Requirement → Copy the records below exactly. Include all of them.

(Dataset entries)
------

//! Repository layer for persisting product components to SQLite
//!
//! Components are stored as encoded document trees next to their digest;
//! reads go through a content cache checked against each row's stamp.

pub mod content_cache;
pub mod sqlite_repo;

pub use content_cache::{CacheStats, ContentCache, RowStamp};
pub use sqlite_repo::SqliteComponentRepo;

------

Response to this task →
//! Repository layer for persisting product components to SQLite
//!
//! Components are stored as encoded document trees next to their digest;
//! reads go through a content cache checked against each row's stamp.

pub mod content_cache;
pub mod sqlite_repo;

pub use content_cache::{CacheStats, ContentCache, RowStamp};
pub use sqlite_repo::SqliteComponentRepo;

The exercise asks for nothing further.